Un véritable journaliste d’enquête recherche activement et avec autant d’intensité des documents, des faits, des témoignages susceptibles de valider ou d’invalider son hypothèse de départ. Il se demande sincèrement si d’autres explications sont possibles, dans ce qui devient une lutte personnelle, intime même, contre le biais de confirmation. Il examine « tous les côtés de l’histoire », comme le disent tant de manuels de journalisme, parce qu’il a compris que les contours d’une affaire, après avoir été palpés de l’intérieur, doivent l’être de l’extérieur, pour vérifier si on arrive alors au même résultat. S’il n’y a pas concordance, c’est qu’il subsiste des poches d’incertitude dont il faut venir à bout. Ce qui l’amène, par exemple, à se méfier de toutes les sources, sans égard à la sympathie qu’il peut éprouver pour elles, et surtout sans égard au fait que leurs témoignages sont confirmatoires. Il exige des preuves de ce qu’elles avancent. Il leur cherche des motifs, il joue l’incrédule. Il ne crie pas victoire dès qu’il a trouvé deux ou trois choses qui appuient l’hypothèse de départ.

« A really good piece of journalism not only chews on the stuff that supports the story—it chews on the stuff that refutes the story. And in the end, good journalism comes from some sort of internal debate over whether or not the stuff that supports the story is more powerful than the stuff that refutes the story. I think this is one of those cases where I think we just didn’t listen hard enough to the stuff that challenged the story. And to the signs that maybe our story wasn’t as strong as we thought it was,” dit Dean Baquet.[8]

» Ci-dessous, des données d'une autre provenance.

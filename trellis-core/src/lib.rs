//! Fundamental data types shared across the entire workspace.

use chrono::{DateTime, Utc};
use rust_decimal::Decimal;
use serde::{Deserialize, Serialize};
use uuid::Uuid;

mod shard;
mod universe;

pub use shard::{ShardError, ShardPlan};
pub use universe::SymbolUniverse;

/// Alias for price precision.
pub type Price = Decimal;
/// Alias for quantity precision.
pub type Quantity = Decimal;
/// Alias used for human-readable ticker symbols (e.g., `AAPL`).
pub type Symbol = String;

/// Opaque token identifying one end-to-end session run, threaded through
/// every producer and consumer for log correlation.
pub type SessionId = Uuid;

/// Aggregated OHLCV bar data.
#[derive(Clone, Debug, Deserialize, PartialEq, Serialize)]
pub struct Bar {
    pub symbol: Symbol,
    pub open: Price,
    pub high: Price,
    pub low: Price,
    pub close: Price,
    pub volume: Quantity,
    pub timestamp: DateTime<Utc>,
}

/// Market-data event emitted by the live feed and routed to shard queues.
#[derive(Clone, Debug, Deserialize, PartialEq, Serialize)]
pub enum MarketEvent {
    /// A single executed trade print.
    Trade {
        symbol: Symbol,
        price: Price,
        size: Quantity,
        timestamp: DateTime<Utc>,
    },
    /// Top-of-book quote update.
    Quote {
        symbol: Symbol,
        bid: Price,
        ask: Price,
        timestamp: DateTime<Utc>,
    },
    /// Completed minute aggregate.
    MinuteBar(Bar),
}

impl MarketEvent {
    /// The ticker symbol this event is tagged with, used for shard routing.
    #[must_use]
    pub fn symbol(&self) -> &str {
        match self {
            Self::Trade { symbol, .. } | Self::Quote { symbol, .. } => symbol,
            Self::MinuteBar(bar) => &bar.symbol,
        }
    }

    /// Exchange timestamp carried by the event.
    #[must_use]
    pub fn timestamp(&self) -> DateTime<Utc> {
        match self {
            Self::Trade { timestamp, .. } | Self::Quote { timestamp, .. } => *timestamp,
            Self::MinuteBar(bar) => bar.timestamp,
        }
    }
}

/// Today's trading session boundaries, produced once per session.
///
/// `bypass` short-circuits readiness gating; the window is still carried so
/// the producer always has a close time to stop on.
#[derive(Clone, Copy, Debug, Deserialize, PartialEq, Serialize)]
pub struct MarketWindow {
    pub open: DateTime<Utc>,
    pub close: DateTime<Utc>,
    pub bypass: bool,
}

impl MarketWindow {
    /// True when `now` falls inside the session (or gating is bypassed).
    #[must_use]
    pub fn is_open_at(&self, now: DateTime<Utc>) -> bool {
        self.bypass || (now >= self.open && now < self.close)
    }

    /// True once the close boundary has passed.
    #[must_use]
    pub fn has_closed(&self, now: DateTime<Utc>) -> bool {
        now >= self.close
    }
}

Au Washington Post, Erik Wemple a couvert abondamment l’affaire. Wemple est un chroniqueur, il fait avant tout dans l’opinion. Mais c’est aussi, manifestement, un reporteur. Il ne s’en est pas tenu à pontifier, il a démontré que les problèmes avaient été visibles dès le début, il a démonté la mécanique avec finesse et il n’a pas lâché le morceau. Ses textes sont à lire. Tout aussi frappant, le travail de Ben Smith, chroniqueur média au New York Times. Si vous ne lisez qu’un texte sur l’affaire Callimachi, lisez « An Arrest in Canada Casts a Shadow on a New York Times Star, and the The Times ». Dans cette enquête interne, Smith s’appuie sur plus de deux douzaines de sources au Times et met sur le gril le patron de son patron, et le patron du patron de son patron. Comme le faisait d’ailleurs Margaret Sullivan, l’ancienne ombudsman du Times de 2012 à 2016. Pas banal.

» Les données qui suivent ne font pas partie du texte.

use anyhow::Result;
use clap::{Parser, Subcommand};

use trellis_cli::app;
use trellis_cli::telemetry::init_tracing;
use trellis_config::load_config;

#[derive(Parser)]
#[command(author, version, about = "Trellis session orchestrator")]
struct Cli {
    /// Configuration environment layered over config/default.toml
    #[arg(long, global = true)]
    env: Option<String>,
    /// Seed for the simulated venue
    #[arg(long, global = true, default_value_t = 42)]
    seed: u64,
    #[command(subcommand)]
    command: Command,
}

#[derive(Subcommand)]
enum Command {
    /// Run a full trading session against the simulated venue
    Trade,
    /// Run the configured scanners once and print the universe
    Scan,
    /// Print how today's universe would be sharded
    Shards,
}

#[tokio::main]
async fn main() -> Result<()> {
    let cli = Cli::parse();
    let config = load_config(cli.env.as_deref())?;
    init_tracing(&config.log_level, config.log_path.as_deref())?;

    match cli.command {
        Command::Trade => app::run_trade(&config, cli.seed).await?,
        Command::Scan => app::run_scan(&config, cli.seed).await?,
        Command::Shards => app::run_shards(&config, cli.seed).await?,
    }
    Ok(())
}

Ce type de journalisme (Wemple, Smith) est très rare au Canada, du moins à ma connaissance (si vous avez des exemples, je suis preneur). Il y a bien eu l’affaire Bugingo, en 2015, mais cette enquête a bien failli finir dans la corbeille à papier, comme je l’ai évoqué ici, à l’époque. Nos médias n’enquêtent pas sur leur propre journalisme, ni sur celui de leurs concurrents.

On ne sait pas ce qui se cache sous le tapis.

© Michel Lemay

SOURCES

Amarasingam, A. et West, L. The Man Who Cried ISIS? Slate, 28 septembre 2020.

Graham, K. Personal History. Vintage Books, 1998.

Lancaster, J. et Harris, K. Former jihadi retracts his detailed account of killings in New York Times podcast. CBC News, 11 mai 2018.

MacDonald, B., Kapelos, V. et Baksh, N. Canadian ISIS fighter at heart of NYT podcast says RCMP gave him a lie detector test. CBC News, 18 mai 2018.

Mazzetti, M., Austen, I., Bowley, G. et Browne, M.  A Riveting ISIS Story in a Times Podcast, Falls Apart. New York Times, 18 décembre 2020.

‘Caliphate’, New York Times, Editors’Note, 18 décembre 2020.

Smith, B. An Arrest in Canada Casts a Shadow on a New York Times Star, and the Times. New York Times, 11 octobre 2020, mis à jour le 18 décembre 2020.

Tracy, M., Robertson, K. et Hsu, T. New York Times Says ‘Caliphate’ Podcast Fell Short of Standards. New York Times, 18 décembre 2020.

Wemple, E. Subject of NYT ‘Caliphate’ podcast series charged with perpetrating a hoax. Washington Post, 28 septembre 2020.

Wemple, E. Rukmini Callimachi’s reporting troubles. Washington Post, 30 septembre 2020.

Wemple, E. The New York Times has its hands full with review of ‘Caliphate.’ Washington Post, 9 octobre 2020.

Wemple, E. What will the New York Times do about ‘Caliphate’? Washington Post, 18 novembre 2020.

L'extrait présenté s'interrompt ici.